Most of the children were seated on the lawn watching HoHo's
repertoire of tricks. Lionel was tying a dachshund-shaped balloon to
Sookie's collar as though expecting it to lift the big, affable dog
into the air à la Mary Poppins.
Consuela, short and compact in her white uniform, gently placed the
birthday cake center front on the picnic table, then stepped back to
scrutinize it. She cocked her head, puzzled, then shrugged. Long ago
she'd stopped trying to understand the people who employed her. She
tucked the matchbox in her pocket and turned to see what Lionel was up
to now.
The boy had actually paused to watch HoHo. The clown displayed an
empty glass. With a flourish, he filled it with water from a plastic
pitcher. Suddenly he upended the glass. Not a drop spilled.
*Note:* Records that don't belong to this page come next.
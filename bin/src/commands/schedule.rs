//! Schedule command implementation.
//!
//! Runs periodic updates in the foreground until Ctrl-C.

use anyhow::{Context, Result};
use etftrack_lib::prelude::*;

/// Start the scheduler and block until interrupted.
pub(crate) async fn schedule(tracker: &Tracker) -> Result<()> {
    let config = tracker.scheduler().config();
    match config.daily_at {
        Some(at) => println!("Updating daily at {at} (local time). Press Ctrl-C to stop."),
        None => println!(
            "Updating every {}s. Press Ctrl-C to stop.",
            config.interval.as_secs()
        ),
    }

    tracker.start_schedule();

    tokio::signal::ctrl_c()
        .await
        .context("Failed to listen for Ctrl-C")?;

    println!("Stopping scheduler...");
    tracker.shutdown().await;

    let state = tracker.scheduler().state();
    println!(
        "Completed {} scheduled runs ({} ticks skipped while busy)",
        state.runs_completed, state.ticks_skipped
    );
    if let Some(report) = state.last_report {
        println!(
            "Last run: {} {}, {} records merged",
            report.mode,
            report.status(),
            report.records_merged()
        );
    }

    Ok(())
}
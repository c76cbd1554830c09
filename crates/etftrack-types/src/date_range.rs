//! Date range and month iteration.

use chrono::{Datelike, Days, Months, NaiveDate};
use serde::{Deserialize, Serialize};

use crate::DateRangeError;

/// A range of trade dates for data retrieval.
#[derive(Debug, Clone, Copy, PartialEq, Eq, Hash, Serialize, Deserialize)]
pub struct DateRange {
    /// Start date (inclusive).
    pub start: NaiveDate,
    /// End date (inclusive).
    pub end: NaiveDate,
}

impl DateRange {
    /// Creates a new date range, validating that start <= end.
    ///
    /// # Errors
    ///
    /// Returns an error if start > end.
    pub fn new(start: NaiveDate, end: NaiveDate) -> Result<Self, DateRangeError> {
        if start > end {
            return Err(DateRangeError::InvalidRange { start, end });
        }
        Ok(Self { start, end })
    }

    /// Creates a date range for a single day.
    #[must_use]
    pub const fn single_day(date: NaiveDate) -> Self {
        Self {
            start: date,
            end: date,
        }
    }

    /// Creates the range starting the day after `watermark` and ending at `today`.
    ///
    /// Returns `None` when the watermark already reaches `today`.
    #[must_use]
    pub fn after(watermark: NaiveDate, today: NaiveDate) -> Option<Self> {
        let start = watermark.checked_add_days(Days::new(1))?;
        Self::new(start, today).ok()
    }

    /// Returns an iterator over the first day of every calendar month the
    /// range touches.
    pub fn months(&self) -> MonthIterator {
        MonthIterator::new(self.start, self.end)
    }

    /// Splits the range into consecutive windows of at most `months`
    /// calendar months. Window boundaries fall on month starts; the first
    /// and last windows are trimmed to the range. Zero is treated as one.
    #[must_use]
    pub fn windows(&self, months: u32) -> Vec<Self> {
        let months = Months::new(months.max(1));
        let mut windows = Vec::new();
        let mut start = self.start;

        loop {
            let boundary = start
                .with_day(1)
                .and_then(|first| first.checked_add_months(months))
                .and_then(|next| next.pred_opt());
            let end = match boundary {
                Some(last) if last < self.end => last,
                _ => self.end,
            };
            windows.push(Self { start, end });

            match end.succ_opt() {
                Some(next) if end < self.end => start = next,
                _ => break,
            }
        }
        windows
    }

    /// Returns the total number of days in the range.
    #[must_use]
    pub fn total_days(&self) -> usize {
        ((self.end - self.start).num_days() + 1) as usize
    }

    /// Returns true if the range contains the given date.
    #[must_use]
    pub fn contains(&self, date: NaiveDate) -> bool {
        date >= self.start && date <= self.end
    }
}

impl std::fmt::Display for DateRange {
    fn fmt(&self, f: &mut std::fmt::Formatter<'_>) -> std::fmt::Result {
        write!(f, "{} to {}", self.start, self.end)
    }
}

/// Iterator over the months touched by a date range.
///
/// Yields the first day of each month, oldest first.
#[derive(Debug, Clone)]
pub struct MonthIterator {
    current: Option<NaiveDate>,
    end: NaiveDate,
}

impl MonthIterator {
    fn new(start: NaiveDate, end: NaiveDate) -> Self {
        Self {
            current: start.with_day(1),
            end,
        }
    }
}

impl Iterator for MonthIterator {
    type Item = NaiveDate;

    fn next(&mut self) -> Option<Self::Item> {
        let current = self.current?;
        if current > self.end {
            self.current = None;
            return None;
        }
        self.current = current.checked_add_months(Months::new(1));
        Some(current)
    }
}

#[cfg(test)]
mod tests {
    use super::*;

    fn date(y: i32, m: u32, d: u32) -> NaiveDate {
        NaiveDate::from_ymd_opt(y, m, d).unwrap()
    }

    #[test]
    fn test_date_range_new() {
        let range = DateRange::new(date(2024, 1, 1), date(2024, 1, 31)).unwrap();
        assert_eq!(range.start, date(2024, 1, 1));
        assert_eq!(range.end, date(2024, 1, 31));
        assert_eq!(range.total_days(), 31);
    }

    #[test]
    fn test_date_range_invalid() {
        assert!(DateRange::new(date(2024, 1, 31), date(2024, 1, 1)).is_err());
    }

    #[test]
    fn test_after_watermark() {
        let range = DateRange::after(date(2024, 1, 5), date(2024, 1, 10)).unwrap();
        assert_eq!(range.start, date(2024, 1, 6));
        assert_eq!(range.end, date(2024, 1, 10));

        assert!(DateRange::after(date(2024, 1, 10), date(2024, 1, 10)).is_none());
        assert!(DateRange::after(date(2024, 1, 11), date(2024, 1, 10)).is_none());
        assert_eq!(
            DateRange::after(date(2024, 1, 9), date(2024, 1, 10)),
            Some(DateRange::single_day(date(2024, 1, 10)))
        );
    }

    #[test]
    fn test_month_iterator_spans_year_boundary() {
        let range = DateRange::new(date(2023, 11, 15), date(2024, 2, 3)).unwrap();
        let months: Vec<_> = range.months().collect();
        assert_eq!(
            months,
            vec![
                date(2023, 11, 1),
                date(2023, 12, 1),
                date(2024, 1, 1),
                date(2024, 2, 1)
            ]
        );
    }

    #[test]
    fn test_windows_align_to_month_starts() {
        let range = DateRange::new(date(2010, 1, 4), date(2012, 3, 15)).unwrap();
        let windows = range.windows(12);
        assert_eq!(
            windows,
            vec![
                DateRange::new(date(2010, 1, 4), date(2010, 12, 31)).unwrap(),
                DateRange::new(date(2011, 1, 1), date(2011, 12, 31)).unwrap(),
                DateRange::new(date(2012, 1, 1), date(2012, 3, 15)).unwrap(),
            ]
        );

        let mid_year = DateRange::new(date(2023, 11, 15), date(2024, 2, 3)).unwrap();
        assert_eq!(
            mid_year.windows(2),
            vec![
                DateRange::new(date(2023, 11, 15), date(2023, 12, 31)).unwrap(),
                DateRange::new(date(2024, 1, 1), date(2024, 2, 3)).unwrap(),
            ]
        );
    }

    #[test]
    fn test_windows_of_short_range() {
        let day = DateRange::single_day(date(2024, 1, 31));
        assert_eq!(day.windows(12), vec![day]);
        assert_eq!(day.windows(0), vec![day]);

        let range = DateRange::new(date(2024, 1, 30), date(2024, 2, 2)).unwrap();
        assert_eq!(range.windows(0).len(), 2);
    }

    #[test]
    fn test_month_iterator_single_day() {
        let months: Vec<_> = DateRange::single_day(date(2024, 3, 31)).months().collect();
        assert_eq!(months, vec![date(2024, 3, 1)]);
    }
}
"That's not magic!" Lionel screeched, above squeals and applause. "I
know how he did it! He had powdery stuff in the bottom of the glass. It
makes the water hard, like Jell-O!"
HoHo ignored his heckler. He waved a red silk scarf above his head
like a banner, faster and faster. The scarf was redder than his spiky
hair and painted cheeks, as red as his shiny, oversized shoes.
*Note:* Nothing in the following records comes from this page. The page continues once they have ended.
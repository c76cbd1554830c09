//! Operational settings loaded from TOML.

use std::path::{Path, PathBuf};
use std::time::Duration;

use chrono::{NaiveDate, NaiveTime};
use etftrack_daemon::{ScheduleConfig, default_data_dir};
use etftrack_fetch::ClientConfig;
use etftrack_ingest::{
    DEFAULT_EARLIEST_DATE, DEFAULT_WINDOW_MONTHS, EngineConfig, OrchestratorConfig, RetryPolicy,
};
use serde::{Deserialize, Serialize};
use thiserror::Error;

/// Errors that can occur while loading settings.
#[derive(Error, Debug)]
pub enum ConfigError {
    /// Failed to read the settings file.
    #[error("Failed to read settings file '{path}': {source}")]
    ReadFile {
        /// The path that could not be read.
        path: PathBuf,
        /// The underlying I/O error.
        source: std::io::Error,
    },

    /// The settings file is not valid TOML or has unknown keys.
    #[error("Failed to parse settings: {0}")]
    Parse(#[from] toml::de::Error),

    /// A setting has an unusable value.
    #[error("Invalid setting '{key}': {reason}")]
    Invalid {
        /// The offending key.
        key: &'static str,
        /// Why it was rejected.
        reason: String,
    },
}

/// Upper bound for `retry.max_delay_ms`.
const MAX_RETRY_DELAY_MS: u64 = 60 * 60 * 1000;

/// Timer settings.
#[derive(Debug, Clone, PartialEq, Eq, Serialize, Deserialize)]
#[serde(default, deny_unknown_fields)]
pub struct ScheduleSettings {
    /// Seconds between scheduled updates.
    pub interval_secs: u64,
    /// Optional local time (`HH:MM`) of the first scheduled update.
    pub daily_at: Option<String>,
}

impl Default for ScheduleSettings {
    fn default() -> Self {
        Self {
            interval_secs: 24 * 60 * 60,
            daily_at: None,
        }
    }
}

/// Retry settings for transient fetch failures.
#[derive(Debug, Clone, PartialEq, Eq, Serialize, Deserialize)]
#[serde(default, deny_unknown_fields)]
pub struct RetrySettings {
    /// Attempts per instrument, including the first.
    pub max_attempts: u32,
    /// Delay before the first retry, in milliseconds.
    pub base_delay_ms: u64,
    /// Cap on any single delay, in milliseconds.
    pub max_delay_ms: u64,
}

impl Default for RetrySettings {
    fn default() -> Self {
        Self {
            max_attempts: 3,
            base_delay_ms: 2_000,
            max_delay_ms: 30_000,
        }
    }
}

/// Market-data source settings.
#[derive(Debug, Clone, PartialEq, Eq, Serialize, Deserialize)]
#[serde(default, deny_unknown_fields)]
pub struct SourceSettings {
    /// Base URL of the exchange website.
    pub base_url: String,
    /// Timeout for one HTTP request, in seconds.
    pub request_timeout_secs: u64,
    /// Pause between monthly requests, in milliseconds.
    pub request_delay_ms: u64,
    /// User agent string.
    pub user_agent: String,
}

impl Default for SourceSettings {
    fn default() -> Self {
        let client = ClientConfig::default();
        Self {
            base_url: client.base_url,
            request_timeout_secs: client.request_timeout.as_secs(),
            request_delay_ms: client.request_delay.as_millis() as u64,
            user_agent: client.user_agent,
        }
    }
}

/// All operational settings. Every key is optional.
#[derive(Debug, Clone, PartialEq, Eq, Serialize, Deserialize)]
#[serde(default, deny_unknown_fields)]
pub struct Settings {
    /// Directory holding series files, snapshots and run history.
    pub data_dir: PathBuf,
    /// Instrument registry JSON file; the built-in list is used when unset.
    pub registry: Option<PathBuf>,
    /// Lower bound of every backfill.
    pub earliest_date: NaiveDate,
    /// Instruments ingested at once.
    pub concurrency: usize,
    /// Limit for one fetch attempt or storage operation, in seconds.
    pub instrument_timeout_secs: u64,
    /// Calendar months requested per fetch attempt.
    pub fetch_window_months: u32,
    /// Limit for a whole fleet run, in seconds.
    pub run_deadline_secs: u64,
    /// Snapshots kept per instrument; 0 disables snapshots.
    pub max_snapshots: usize,
    /// Run reports kept in the history.
    pub keep_runs: usize,
    /// Timer settings.
    pub schedule: ScheduleSettings,
    /// Retry settings.
    pub retry: RetrySettings,
    /// Market-data source settings.
    pub source: SourceSettings,
}

impl Default for Settings {
    fn default() -> Self {
        Self {
            data_dir: default_data_dir(),
            registry: None,
            earliest_date: DEFAULT_EARLIEST_DATE,
            concurrency: 4,
            instrument_timeout_secs: 120,
            fetch_window_months: DEFAULT_WINDOW_MONTHS,
            run_deadline_secs: 3600,
            max_snapshots: 30,
            keep_runs: 100,
            schedule: ScheduleSettings::default(),
            retry: RetrySettings::default(),
            source: SourceSettings::default(),
        }
    }
}

impl Settings {
    /// Parses and validates settings from a TOML string.
    ///
    /// # Errors
    ///
    /// Returns an error if the TOML is invalid or a value is out of range.
    pub fn from_toml(content: &str) -> Result<Self, ConfigError> {
        let settings: Self = toml::from_str(content)?;
        settings.validate()?;
        Ok(settings)
    }

    /// Loads settings from a TOML file.
    ///
    /// A relative `registry` path is resolved against the file's directory.
    ///
    /// # Errors
    ///
    /// Returns an error if the file cannot be read or is invalid.
    pub fn from_file(path: &Path) -> Result<Self, ConfigError> {
        let content = std::fs::read_to_string(path).map_err(|e| ConfigError::ReadFile {
            path: path.to_path_buf(),
            source: e,
        })?;
        let mut settings = Self::from_toml(&content)?;

        if let (Some(registry), Some(dir)) = (&settings.registry, path.parent())
            && registry.is_relative()
        {
            settings.registry = Some(dir.join(registry));
        }
        tracing::debug!(path = %path.display(), "Loaded settings");
        Ok(settings)
    }

    /// Serializes the settings to TOML.
    ///
    /// # Errors
    ///
    /// Returns an error if serialization fails.
    pub fn to_toml(&self) -> Result<String, toml::ser::Error> {
        toml::to_string_pretty(self)
    }

    /// Checks every value for usability.
    ///
    /// # Errors
    ///
    /// Returns the first invalid setting.
    pub fn validate(&self) -> Result<(), ConfigError> {
        let positive = |key: &'static str, value: u64| {
            if value == 0 {
                Err(ConfigError::Invalid {
                    key,
                    reason: "must be greater than zero".to_string(),
                })
            } else {
                Ok(())
            }
        };

        positive("concurrency", self.concurrency as u64)?;
        positive("instrument_timeout_secs", self.instrument_timeout_secs)?;
        positive("fetch_window_months", u64::from(self.fetch_window_months))?;
        positive("run_deadline_secs", self.run_deadline_secs)?;
        positive("schedule.interval_secs", self.schedule.interval_secs)?;
        positive("retry.max_attempts", u64::from(self.retry.max_attempts))?;
        positive("source.request_timeout_secs", self.source.request_timeout_secs)?;
        if self.retry.max_delay_ms > MAX_RETRY_DELAY_MS {
            return Err(ConfigError::Invalid {
                key: "retry.max_delay_ms",
                reason: format!("must not exceed {MAX_RETRY_DELAY_MS} (one hour)"),
            });
        }
        if self.retry.base_delay_ms > self.retry.max_delay_ms {
            return Err(ConfigError::Invalid {
                key: "retry.base_delay_ms",
                reason: "must not exceed retry.max_delay_ms".to_string(),
            });
        }
        if self.source.base_url.trim().is_empty() {
            return Err(ConfigError::Invalid {
                key: "source.base_url",
                reason: "must not be empty".to_string(),
            });
        }
        self.daily_at()?;
        Ok(())
    }

    /// Returns the parsed `schedule.daily_at` time.
    ///
    /// # Errors
    ///
    /// Returns an error if the value is not `HH:MM`.
    pub fn daily_at(&self) -> Result<Option<NaiveTime>, ConfigError> {
        self.schedule
            .daily_at
            .as_deref()
            .map(|s| {
                NaiveTime::parse_from_str(s.trim(), "%H:%M").map_err(|e| ConfigError::Invalid {
                    key: "schedule.daily_at",
                    reason: format!("'{s}' is not HH:MM ({e})"),
                })
            })
            .transpose()
    }

    /// Ingestion engine configuration.
    #[must_use]
    pub fn engine_config(&self) -> EngineConfig {
        EngineConfig {
            earliest: self.earliest_date,
            timeout: Duration::from_secs(self.instrument_timeout_secs),
            window_months: self.fetch_window_months,
            retry: RetryPolicy::new(
                self.retry.max_attempts,
                Duration::from_millis(self.retry.base_delay_ms),
                Duration::from_millis(self.retry.max_delay_ms),
            ),
        }
    }

    /// Fleet orchestrator configuration.
    #[must_use]
    pub fn orchestrator_config(&self) -> OrchestratorConfig {
        OrchestratorConfig {
            concurrency: self.concurrency,
            run_deadline: Duration::from_secs(self.run_deadline_secs),
        }
    }

    /// Scheduler configuration.
    ///
    /// # Errors
    ///
    /// Returns an error if `schedule.daily_at` is invalid.
    pub fn schedule_config(&self) -> Result<ScheduleConfig, ConfigError> {
        Ok(ScheduleConfig {
            interval: Duration::from_secs(self.schedule.interval_secs),
            daily_at: self.daily_at()?,
        })
    }

    /// TWSE client configuration.
    #[must_use]
    pub fn client_config(&self) -> ClientConfig {
        ClientConfig {
            base_url: self.source.base_url.clone(),
            request_timeout: Duration::from_secs(self.source.request_timeout_secs),
            request_delay: Duration::from_millis(self.source.request_delay_ms),
            user_agent: self.source.user_agent.clone(),
        }
    }
}

#[cfg(test)]
mod tests {
    use super::*;

    #[test]
    fn test_empty_file_uses_defaults() {
        let settings = Settings::from_toml("").unwrap();
        assert_eq!(settings, Settings::default());
        assert_eq!(settings.concurrency, 4);
        assert_eq!(settings.earliest_date, NaiveDate::from_ymd_opt(2010, 1, 4).unwrap());
        assert_eq!(settings.retry.max_attempts, 3);
        assert_eq!(settings.schedule.interval_secs, 86_400);
        assert!(settings.registry.is_none());

        let engine = settings.engine_config();
        let defaults = EngineConfig::default();
        assert_eq!(engine.earliest, defaults.earliest);
        assert_eq!(engine.timeout, defaults.timeout);
        assert_eq!(engine.window_months, defaults.window_months);
        assert_eq!(engine.retry, defaults.retry);
    }

    #[test]
    fn test_full_file() {
        let settings = Settings::from_toml(
            r#"
            data_dir = "/tmp/etf"
            registry = "/etc/etftrack/instruments.json"
            earliest_date = "2015-01-05"
            concurrency = 8
            max_snapshots = 0
            fetch_window_months = 6

            [schedule]
            interval_secs = 3600
            daily_at = "18:30"

            [retry]
            max_attempts = 5

            [source]
            request_delay_ms = 0
            "#,
        )
        .unwrap();

        assert_eq!(settings.data_dir, PathBuf::from("/tmp/etf"));
        assert_eq!(settings.concurrency, 8);
        assert_eq!(settings.max_snapshots, 0);
        assert_eq!(settings.retry.max_attempts, 5);
        assert_eq!(settings.retry.base_delay_ms, 2_000);
        assert_eq!(
            settings.schedule_config().unwrap(),
            ScheduleConfig {
                interval: Duration::from_secs(3600),
                daily_at: NaiveTime::from_hms_opt(18, 30, 0),
            }
        );
        assert_eq!(settings.client_config().request_delay, Duration::ZERO);
        assert_eq!(settings.engine_config().retry.max_attempts, 5);
        assert_eq!(settings.engine_config().window_months, 6);
    }

    #[test]
    fn test_unknown_key_rejected() {
        let err = Settings::from_toml("concurency = 2").unwrap_err();
        assert!(matches!(err, ConfigError::Parse(_)));
    }

    #[test]
    fn test_invalid_values_rejected() {
        let err = Settings::from_toml("concurrency = 0").unwrap_err();
        assert!(matches!(err, ConfigError::Invalid { key: "concurrency", .. }));

        let err = Settings::from_toml("[schedule]\ndaily_at = \"6pm\"").unwrap_err();
        assert!(matches!(err, ConfigError::Invalid { key: "schedule.daily_at", .. }));

        let err = Settings::from_toml("[retry]\nbase_delay_ms = 60000").unwrap_err();
        assert!(matches!(err, ConfigError::Invalid { key: "retry.base_delay_ms", .. }));

        let err = Settings::from_toml("[retry]\nmax_delay_ms = 18446744073709551615").unwrap_err();
        assert!(matches!(err, ConfigError::Invalid { key: "retry.max_delay_ms", .. }));

        let err = Settings::from_toml("fetch_window_months = 0").unwrap_err();
        assert!(matches!(err, ConfigError::Invalid { key: "fetch_window_months", .. }));
    }

    #[test]
    fn test_relative_registry_resolved_against_file() {
        let temp = tempfile::TempDir::new().unwrap();
        let path = temp.path().join("etftrack.toml");
        std::fs::write(&path, "registry = \"instruments.json\"").unwrap();

        let settings = Settings::from_file(&path).unwrap();
        assert_eq!(settings.registry, Some(temp.path().join("instruments.json")));
    }

    #[test]
    fn test_toml_round_trip() {
        let settings = Settings::default();
        let parsed = Settings::from_toml(&settings.to_toml().unwrap()).unwrap();
        assert_eq!(parsed, settings);
    }
}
Suddenly he balled the scarf in his fist. Then threw his hands open,
palms outstretched. It had vanished.
HoHo's triumphant bows were interrupted by a hacking cough. He
coughed again and again, then opened his mouth wide and reached down
his throat. With a grand, theatrical gesture he slowly withdrew the
long red scarf from way down below his tonsils.
A loud
whoosh
! punctuated the cheers and applause.
Joan glanced up from the camera's viewfinder, startled, her anxious
eyes instinctively seeking out her son.
Ryan stood at HoHo's elbow, face shining.
"Fireworks!" He threw his arms in the air, victorious. "Yes! I got
the fireworks!"
Across the street, the garage erupted. Smoke spiraled. Flames
leaped. The children cheered. The garage door exploded outward. The
pony bolted. It gave a terrified whinny, then galloped down Mariposa
Lane toward the golf course, empty stirrups swinging. His handler
chased him, losing his Stetson in the middle of the block.
Chunks of burning wreckage catapulted high into the air and began to
fall in slow motion onto the Walkers' lawn between the balloon bouquet
and the circular drive. Sookie fled, tail tucked between her legs.
Car and house alarms wailed. Towering tongues of red and orange
flame danced high into a brilliant blue sky. Sparks showered and
sizzled amid black smoke.
"I didn't do it! I didn't do it!" Lionel's pudgy legs churned,
pounding the pavement toward home.
The cheers had stopped. The children stood silent and wide-eyed,
jaws dropped.
"Mom?" Ryan's voice sounded high-pitched and querulous.
"
Dios mio
!" Consuela fell to her knees and crossed herself,
eyes to heaven.
"Mommeee!"
"Mommeee!" children began screaming.
"Vanessa wet her pants!" a tattler bawled.
"Joanie, get all the kids inside! Call nine-one-one." Stan sprinted
toward the burning garage. The heat forced him back. He peeled off his
apron as he dashed to the side of the house for his garden hose.
"No, Stan! No!" Joan and Consuela were herding frightened children
inside. "Don't go there! I'm calling the fire department!"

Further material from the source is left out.